- Film poster
- Directed by: Kathleen Slattery-Moschkau
- Written by: Kathleen Slattery-Moschkau
- Produced by: Katherine Heigl
- Starring: Katherine Heigl
- Distributed by: Warner Brothers
- Release dates: March 7, 2005 (Cinequest Film Festival); September 9, 2005 (United States);
- Running time: 90 minutes
- Country: United States
- Language: English

= Side Effects (2005 film) =

2005 film by Kathleen Slattery-Moschkau

Side Effects is a 2005 romantic comedy about the pharmaceutical industry, directed by Kathleen Slattery-Moschkau and starring Katherine Heigl as Karly Hert, a pharmaceutical "detailer", who becomes disillusioned with the lack of ethics in the pharmaceutical industry and has tough choices to make. The film also stars Lucian McAfee, Dorian DeMichele as Karly’s unscrupulous boss, Dave Durbin, Temeceka Harris. The film's title is a reference to the medical term side effects and is based on a true story.

==Cast==
- Katherine Heigl as Karly Hert
- Dorian DeMichele as Jacqueline
- Janet Cresson as Debbie
- Nathan Conner as Scott
- Beth Herbert as Sarah
- Tom Curtis as Dr. Allen
- Sandy Adell as Dr. Jones
- Debbie Kunz as Carol
- Collin Spencer as T. Bates
- David M. Ames as Dr. Jakobs
- Stacy Brickson as Dr. Collins
- John Apple as Plant Manager
- Glenn Fahlstrom as Peter Anderson
- Robert Irvine as Dr. Wheeler
- Jeff Jaeckle as Dr. Rosen
- Torrey Jaeckle as Business Man
- Jan M. Janssen as Dr. Gardner
- Ilka Hoffins as Sally Dobson
- Tom Lodewyck as Dr. Smith
- Marcia Meise as Shirley
- Scott Miles as Dr. Murphy
- Dawn Miller-Johnson as Dr.

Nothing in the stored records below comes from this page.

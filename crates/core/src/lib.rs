//! Core business logic for yatube.
//!
//! Services sit between the web layer and the repositories: they validate
//! input, enforce ownership rules and assemble the view models that pages
//! render.

pub mod pagination;
pub mod services;

pub use pagination::{Page, Paginator};
pub use services::*;
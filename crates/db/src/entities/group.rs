//! Group entity: a topical collection of posts.

use std::fmt;

use sea_orm::entity::prelude::*;
use serde::{Deserialize, Serialize};

#[derive(Clone, Debug, PartialEq, Eq, DeriveEntityModel, Serialize, Deserialize)]
#[sea_orm(table_name = "group")]
pub struct Model {
    #[sea_orm(primary_key, auto_increment = false)]
    pub id: String,

    /// Group title (at most 200 characters).
    pub title: String,

    /// Unique URL slug.
    #[sea_orm(unique)]
    pub slug: String,

    /// Group description (at most 200 characters).
    #[sea_orm(column_type = "Text")]
    pub description: String,

    pub created_at: DateTimeWithTimeZone,
}

impl fmt::Display for Model {
    fn fmt(&self, f: &mut fmt::Formatter<'_>) -> fmt::Result {
        f.write_str(&self.title)
    }
}

#[derive(Copy, Clone, Debug, EnumIter, DeriveRelation)]
pub enum Relation {
    #[sea_orm(has_many = "super::post::Entity")]
    Post,
}

impl Related<super::post::Entity> for Entity {
    fn to() -> RelationDef {
        Relation::Post.def()
    }
}

impl ActiveModelBehavior for ActiveModel {}
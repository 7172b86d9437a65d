//! Comment repository.

use std::sync::Arc;

use crate::entities::{Comment, comment};
use sea_orm::{
    ActiveModelTrait, ColumnTrait, DatabaseConnection, EntityTrait, PaginatorTrait, QueryFilter,
    QueryOrder,
};
use yatube_common::{AppError, AppResult};

/// Comment repository for database operations.
#[derive(Clone)]
pub struct CommentRepository {
    db: Arc<DatabaseConnection>,
}

impl CommentRepository {
    /// Create a new comment repository.
    #[must_use]
    pub const fn new(db: Arc<DatabaseConnection>) -> Self {
        Self { db }
    }

    /// Create a new comment.
    pub async fn create(&self, model: comment::ActiveModel) -> AppResult<comment::Model> {
        model
            .insert(self.db.as_ref())
            .await
            .map_err(|e| AppError::Database(e.to_string()))
    }

    /// All comments on a post, oldest first.
    pub async fn find_by_post(&self, post_id: &str) -> AppResult<Vec<comment::Model>> {
        Comment::find()
            .filter(comment::Column::PostId.eq(post_id))
            .order_by_asc(comment::Column::CreatedAt)
            .order_by_asc(comment::Column::Id)
            .all(self.db.as_ref())
            .await
            .map_err(|e| AppError::Database(e.to_string()))
    }

    /// Count comments on a post.
    pub async fn count_by_post(&self, post_id: &str) -> AppResult<u64> {
        Comment::find()
            .filter(comment::Column::PostId.eq(post_id))
            .count(self.db.as_ref())
            .await
            .map_err(|e| AppError::Database(e.to_string()))
    }
}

Simmons
- Doug Phillips as Pharmacist
- Kathleen M. Ross as Liz
- Joan Rubens as Betty
- Mimi Sagadin as Katie

==Production==
The film was shot in 18 days in the summer of 2004 on a budget of $190,000. The film was written and directed by former pharmaceutical sales representative Kathleen Slattery-Moschkau. The movie is a semi-autobiographical account of Slattery-Moschkau's decade of work in the pharmaceutical industry. Katherine Heigl served as the film's executive producer.

==Home media==
In 2009, New Line and Warner Bros. released the film to DVD.

==Reception==
The film was praised after its premiere at Cinequest Film Festival and subsequent screenings and featured on the cover of USA Today and in the Health section as well as other positive and critical reviews before it was picked up by Warner Brothers. Later, the film received mixed to negative reviews, it received an approval rating of 11% on Rotten Tomatoes based on 9 reviews.